Review Summary: A sibilate spew of witty, intelligent, and gritty punk rock which rises above the popularity-minded doldrums of the '90s-era pseudo-punk acts.
I can remember the widespread appeal of pseudo-punk bands like Green Day and The Offspring back during high school, but I also recall my distinct unwillingness to ever really get into them, and looking back on it I suppose it was because I felt their sound was a bit too pop, a bit too mindful of the mainstream trends, a bit too concerned with being played and not just playing. Listening to Say Anything’s
…Is a Real Boy for the first time, I discovered the things which I felt those previous bands had missed in much of their works: an ironic self-awareness of the genre and the mainstream pressures upon it; brooding emotion which calls forth the greatest hits of punk’s earliest forbears and their permeating anti-establishment message; and of course the manic fervor exhibited in the shifting tempos and the gruff, spitting vocals.
I use “manic” here for a dual reason: to denote the energy of Say Anything’s music, an energy reminiscent of punk’s original bands and something which punk revival has seemed to have forgotten (until now, it would seem), and also as a reference to frontman Max Bemis’ bipolar disorder, which may be one of the primary sources of that energy (and which has provided the band with plenty of problems, yet they still endure), and is certainly a partial reason for the band’s candidly emotive appeal.
…Is a Real Boy is not as concise or straightforward with its punk styles, though, as most of the songs do last at least three minutes, while the album’s longest exceeds six. So, perhaps the style can be more precisely qualified as pop-punk, but it is a pop-punk which transcends its peers, in many ways. Yet the most glaring means through which it does so is its range of lyrical topics, which forgoes cliché (or at the very least directly recognizes them, and works with and then past them) and overall tell an honest (sometimes brutally honest) message.

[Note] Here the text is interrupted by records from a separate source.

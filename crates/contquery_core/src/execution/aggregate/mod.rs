//! Aggregate execution.
//!
//! The operator drains its input, evaluating group expressions once per row,
//! then runs either the sorted or the hashed strategy over the buffered rows.
//! Transition states for all aggregates of a group live in a shared
//! `TransitionArena`.
//!
//! A batch is applied atomically by the caller: if the operator fails, its
//! output is discarded as a whole and later polls return the same error.
pub mod arena;
pub mod hashed;
pub mod sort_buffer;
pub mod sorted;
pub mod state;

use contquery_error::{DbError, Result};
use tracing::debug;

use self::hashed::HashedAggregator;
use self::sorted::SortedAggregator;
use super::{ExecutionContext, RowSource};
use crate::arrays::field::Row;
use crate::arrays::scalar::ScalarValue;
use crate::planner::plan::{AggregateNode, AggregateStrategy};

/// An input row along with its evaluated group values.
#[derive(Debug, Clone)]
pub struct GroupedRow {
    pub groups: Vec<ScalarValue>,
    pub row: Row,
}

#[derive(Debug)]
enum OperatorState {
    Pending,
    Emitting(std::vec::IntoIter<Row>),
    /// Execution failed, the error is returned for every subsequent poll.
    Poisoned(DbError),
}

#[derive(Debug)]
pub struct PhysicalAggregateOperator {
    node: AggregateNode,
    input: Box<dyn RowSource>,
    state: OperatorState,
}

impl PhysicalAggregateOperator {
    pub fn try_new(node: &AggregateNode, input: Box<dyn RowSource>) -> Result<Self> {
        if node.strategy == AggregateStrategy::Hashed {
            if let Some(agg) = node.aggregates.iter().find(|agg| agg.needs_sort_buffer()) {
                return Err(DbError::new(
                    "Hash aggregation can't be used with DISTINCT or ordered aggregate inputs",
                )
                .with_field("aggregate", agg.to_string()));
            }
        }

        Ok(PhysicalAggregateOperator {
            node: node.clone(),
            input,
            state: OperatorState::Pending,
        })
    }

    fn compute(&mut self, ctx: &ExecutionContext) -> Result<Vec<Row>> {
        let mut input = Vec::new();
        while let Some(row) = self.input.poll_next_row(ctx)? {
            let groups = self
                .node
                .group_exprs
                .iter()
                .map(|expr| expr.eval(&row, ctx))
                .collect::<Result<Vec<_>>>()?;
            input.push(GroupedRow { groups, row });
        }

        let num_input = input.len();
        let rows = match &self.node.strategy {
            AggregateStrategy::Sorted { phases } => SortedAggregator::new(&self.node).execute(phases, input, ctx)?,
            AggregateStrategy::Hashed => HashedAggregator::new(&self.node).execute(input, ctx)?,
        };
        debug!(input = num_input, output = rows.len(), "aggregated rows");

        Ok(rows)
    }
}

impl RowSource for PhysicalAggregateOperator {
    fn poll_next_row(&mut self, ctx: &ExecutionContext) -> Result<Option<Row>> {
        if matches!(self.state, OperatorState::Pending) {
            match self.compute(ctx) {
                Ok(rows) => self.state = OperatorState::Emitting(rows.into_iter()),
                Err(err) => {
                    self.state = OperatorState::Poisoned(err.duplicate());
                    return Err(err);
                }
            }
        }

        match &mut self.state {
            OperatorState::Emitting(rows) => Ok(rows.next()),
            OperatorState::Poisoned(err) => Err(err.duplicate()),
            OperatorState::Pending => Err(DbError::new("Aggregate operator polled before computing")),
        }
    }
}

This is not to say that Say Anything doesn’t have its fair share of songs about girls and relationships and love and all that (of course, they do); but it’s done in a particularly straightforward and sincere manner, rather than wallowing in sappy sentiments. Beyond that, the album moves through a variety of brusque themes including sex, drug use, and consistent introspective looks at the nature of their music and what it means to be a part of a particular musical scene. The spoken word intro on the album’s first track, ‘Belt,’ lets the listener know exactly what the next hour will be like, with the simple statement, “And the record begins with a song of rebellion.” And, indeed, it is such: a five-minute journey in the vehicle of Bemis’ disdain for the “sheep and shepherds” that populate his world, presumably not only along the path of his musical development but his life in general. It is a vibrant song which elicits the urge to experience life in all its complexities, on your own terms, with the full-throated roar of a man drunk on life (and plenty else) and looking for something or someone to fight, anything to define yourself as unequivocally against. And this is exactly what the song closes with, effected through a chorus of male voices echoing back Bemis’ lines, “So what say you / And all your friends, / Meet all of my friends / In the alley tonight?”
The album’s second track, ‘Woe’ goes on to play with a homonym of the go-to filler word of almost all musical forms, the ubiquitous exclamation “whoa!” (which even Say Anything use often enough), yet is tongue-in-cheek playful about its witty wordplay while simultaneously tackling disparately more serious themes.
…Is a Real Boy is replete with songs like this – energetic, humorous, and whimsically ironic, while underneath still bravely willing to addressing more serious, personal, and often darker subjects.
A superb example is the album’s stand-out single, “Alive with the Glory of Love,” a simple, catchy tune about a passionate, loving relationship between two people, which focuses equally on the lively physical component of that relationship (in the typical, unabashed fashion Say Anything seems to address topics of sex) as well as the deeper emotions of the personal commitment between two people. But then all this is placed amidst the backdrop of a ghetto during World War II, with the primary characters being sent off to “separate work camps” (they are apparently musical simulacra of Bemis’ grandparents, who were Holocaust survivors), yet through all this their love endures. All this seeming musical complexity is perfectly summed up in one, evocative line from that track, which stands as the intelligent, thoughtful, and surprisingly entertaining thesis statement of the song: “Our Treblinka is alive, with the glory of love.”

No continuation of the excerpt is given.